WORK INSTRUCTIONS: Once you have read the data below, print all of it exactly.

RECORDS FOR THIS TASK:
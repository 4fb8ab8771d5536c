use std::{env, path::PathBuf};

use directories::ProjectDirs;
use dynojson::scan::DEFAULT_PAGE_SIZE;
use lazy_static::lazy_static;
use serde::Deserialize;

lazy_static! {
    pub static ref PROJECT_NAME: String = env!("CARGO_CRATE_NAME").to_uppercase();
    pub static ref DATA_FOLDER: Option<PathBuf> =
        env::var(format!("{}_DATA", PROJECT_NAME.clone()))
            .ok()
            .map(PathBuf::from);
    pub static ref CONFIG_FOLDER: Option<PathBuf> =
        env::var(format!("{}_CONFIG", PROJECT_NAME.clone()))
            .ok()
            .map(PathBuf::from);
}

#[derive(Clone, Debug, Deserialize, PartialEq, Eq)]
pub struct Config {
    /// Region used by `scan` when none is given on the command line
    #[serde(default)]
    pub region: Option<String>,
    #[serde(default = "default_page_size")]
    pub page_size: i32,
    #[serde(default)]
    pub pretty: bool,
}

fn default_page_size() -> i32 {
    DEFAULT_PAGE_SIZE
}

impl Default for Config {
    fn default() -> Self {
        Self {
            region: None,
            page_size: DEFAULT_PAGE_SIZE,
            pretty: false,
        }
    }
}

impl Config {
    pub fn new() -> Result<Self, config::ConfigError> {
        Self::from_dir(get_config_dir())
    }

    fn from_dir(config_dir: PathBuf) -> Result<Self, config::ConfigError> {
        let mut builder = config::Config::builder()
            .set_default("page_size", i64::from(DEFAULT_PAGE_SIZE))?
            .set_default("pretty", false)?;

        let config_files = [
            ("config.json5", config::FileFormat::Json5),
            ("config.json", config::FileFormat::Json),
            ("config.yaml", config::FileFormat::Yaml),
            ("config.toml", config::FileFormat::Toml),
        ];
        for (file, format) in &config_files {
            let source = config::File::from(config_dir.join(file))
                .format(*format)
                .required(false);
            builder = builder.add_source(source);
        }

        builder = builder.add_source(
            config::Environment::with_prefix(PROJECT_NAME.as_str()).try_parsing(true),
        );

        builder.build()?.try_deserialize()
    }
}

pub fn get_data_dir() -> PathBuf {
    if let Some(s) = DATA_FOLDER.clone() {
        s
    } else if let Some(proj_dirs) = project_directory() {
        proj_dirs.data_local_dir().to_path_buf()
    } else {
        PathBuf::from(".").join(".data")
    }
}

pub fn get_config_dir() -> PathBuf {
    if let Some(s) = CONFIG_FOLDER.clone() {
        s
    } else if let Some(proj_dirs) = project_directory() {
        proj_dirs.config_local_dir().to_path_buf()
    } else {
        PathBuf::from(".").join(".config")
    }
}

fn project_directory() -> Option<ProjectDirs> {
    ProjectDirs::from("com", "dynojson", env!("CARGO_PKG_NAME"))
}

RESULT OF THE TASK:
repository 4fb8ab8771d5536c
use std::{env, path::PathBuf};

use directories::ProjectDirs;
use dynojson::scan::DEFAULT_PAGE_SIZE;
use lazy_static::lazy_static;
use serde::Deserialize;

lazy_static! {
    pub static ref PROJECT_NAME: String = env!("CARGO_CRATE_NAME").to_uppercase();
    pub static ref DATA_FOLDER: Option<PathBuf> =
        env::var(format!("{}_DATA", PROJECT_NAME.clone()))
            .ok()
            .map(PathBuf::from);
    pub static ref CONFIG_FOLDER: Option<PathBuf> =
        env::var(format!("{}_CONFIG", PROJECT_NAME.clone()))
            .ok()
            .map(PathBuf::from);
}

#[derive(Clone, Debug, Deserialize, PartialEq, Eq)]
pub struct Config {
    /// Region used by `scan` when none is given on the command line
    #[serde(default)]
    pub region: Option<String>,
    #[serde(default = "default_page_size")]
    pub page_size: i32,
    #[serde(default)]
    pub pretty: bool,
}

fn default_page_size() -> i32 {
    DEFAULT_PAGE_SIZE
}

impl Default for Config {
    fn default() -> Self {
        Self {
            region: None,
            page_size: DEFAULT_PAGE_SIZE,
            pretty: false,
        }
    }
}

impl Config {
    pub fn new() -> Result<Self, config::ConfigError> {
        Self::from_dir(get_config_dir())
    }

    fn from_dir(config_dir: PathBuf) -> Result<Self, config::ConfigError> {
        let mut builder = config::Config::builder()
            .set_default("page_size", i64::from(DEFAULT_PAGE_SIZE))?
            .set_default("pretty", false)?;

        let config_files = [
            ("config.json5", config::FileFormat::Json5),
            ("config.json", config::FileFormat::Json),
            ("config.yaml", config::FileFormat::Yaml),
            ("config.toml", config::FileFormat::Toml),
        ];
        for (file, format) in &config_files {
            let source = config::File::from(config_dir.join(file))
                .format(*format)
                .required(false);
            builder = builder.add_source(source);
        }

        builder = builder.add_source(
            config::Environment::with_prefix(PROJECT_NAME.as_str()).try_parsing(true),
        );

        builder.build()?.try_deserialize()
    }
}

pub fn get_data_dir() -> PathBuf {
    if let Some(s) = DATA_FOLDER.clone() {
        s
    } else if let Some(proj_dirs) = project_directory() {
        proj_dirs.data_local_dir().to_path_buf()
    } else {
        PathBuf::from(".").join(".data")
    }
}

pub fn get_config_dir() -> PathBuf {
    if let Some(s) = CONFIG_FOLDER.clone() {
        s
    } else if let Some(proj_dirs) = project_directory() {
        proj_dirs.config_local_dir().to_path_buf()
    } else {
        PathBuf::from(".").join(".config")
    }
}

fn project_directory() -> Option<ProjectDirs> {
    ProjectDirs::from("com", "dynojson", env!("CARGO_PKG_NAME"))
}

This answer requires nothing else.